### How to complete this task
Within the entries below, how many lines carry the word "BodyEncodingArg"? State the number and stop.

═════ Data for the task ═════

//! Settings resolution for the CLI.

mod duration;

pub use duration::parse_duration;

use crate::SamplerOpts;
use anyhow::Context;
use rocketmq_send_sampler::{SamplerConfig, SamplerSettings};

/// Build sampler settings from an optional YAML file and CLI flags.
///
/// Flags that are set override the file field by field.
pub fn resolve_settings(opts: &SamplerOpts) -> anyhow::Result<SamplerSettings> {
    let mut settings = match &opts.config {
        Some(path) => SamplerSettings::from_file(path)
            .with_context(|| format!("Failed to load sampler settings from {path:?}"))?,
        None => SamplerSettings::default(),
    };

    if let Some(label) = &opts.label {
        settings.label = Some(label.clone());
    }
    if let Some(host) = &opts.namesrv_host {
        settings.name_server_host = host.clone();
    }
    if let Some(port) = opts.namesrv_port {
        settings.name_server_port = port;
    }
    if let Some(group) = &opts.producer_group {
        settings.producer_group = group.clone();
    }
    if let Some(topic) = &opts.topic {
        settings.topic = topic.clone();
    }
    if let Some(tag) = &opts.tag {
        settings.tag = tag.clone();
    }
    if let Some(body) = &opts.body {
        settings.body = body.clone();
    }
    if let Some(path) = &opts.body_file {
        settings.body = std::fs::read_to_string(path)
            .with_context(|| format!("Failed to read message body from {path:?}"))?;
    }
    if let Some(encoding) = opts.body_encoding {
        settings.body_encoding = encoding.into();
    }
    if let Some(timeout) = opts.timeout {
        settings.timeout_ms = timeout.as_millis() as u64;
    }
    if let Some(method) = &opts.send_method {
        settings.send_method = Some(method.clone());
    }

    Ok(settings)
}

/// Resolve and validate into the config the sampler runs with.
pub fn resolve_config(opts: &SamplerOpts) -> anyhow::Result<SamplerConfig> {
    resolve_settings(opts)?
        .validate()
        .context("Invalid sampler settings")
}

#[cfg(test)]
mod tests {
    use super::*;
    use crate::BodyEncodingArg;
    use rocketmq_send_sampler::{BodyEncoding, SendMode};
    use std::io::Write;
    use std::time::Duration;

    #[test]
    fn test_flags_only() {
        let opts = SamplerOpts {
            namesrv_host: Some("10.0.0.1".to_string()),
            producer_group: Some("bench".to_string()),
            topic: Some("T1".to_string()),
            body: Some("hello".to_string()),
            timeout: Some(Duration::from_millis(1500)),
            send_method: Some("oneway".to_string()),
            ..Default::default()
        };
        let config = resolve_config(&opts).unwrap();
        assert_eq!(config.name_server_addr(), "10.0.0.1:9876");
        assert_eq!(config.timeout(), Duration::from_millis(1500));
        assert_eq!(config.send_mode(), SendMode::OneWay);
    }

    #[test]
    fn test_flags_override_file() {
        let mut file = tempfile::NamedTempFile::new().unwrap();
        writeln!(
            file,
            "name_server_host: file-host\nname_server_port: 10876\nproducer_group: file_group\ntopic: FileTopic\nbody: from-file\nsend_method: method.async"
        )
        .unwrap();

        let opts = SamplerOpts {
            config: Some(file.path().to_path_buf()),
            topic: Some("FlagTopic".to_string()),
            body_encoding: Some(BodyEncodingArg::Utf8),
            ..Default::default()
        };
        let settings = resolve_settings(&opts).unwrap();
        assert_eq!(settings.name_server_host, "file-host");
        assert_eq!(settings.name_server_port, 10876);
        assert_eq!(settings.producer_group, "file_group");
        assert_eq!(settings.topic, "FlagTopic");
        assert_eq!(settings.body, "from-file");
        assert_eq!(settings.body_encoding, BodyEncoding::Utf8);
        assert_eq!(settings.validate().unwrap().send_mode(), SendMode::Async);
    }

    #[test]
    fn test_body_file() {
        let mut body = tempfile::NamedTempFile::new().unwrap();
        write!(body, "{{\"order\": 42}}").unwrap();

        let opts = SamplerOpts {
            body_file: Some(body.path().to_path_buf()),
            ..Default::default()
        };
        assert_eq!(resolve_settings(&opts).unwrap().body, "{\"order\": 42}");
    }

    #[test]
    fn test_missing_required_fields() {
        let err = resolve_config(&SamplerOpts::default()).unwrap_err();
        assert!(format!("{err:#}").contains("name_server_host"));
    }
}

═════

### Worked solution
2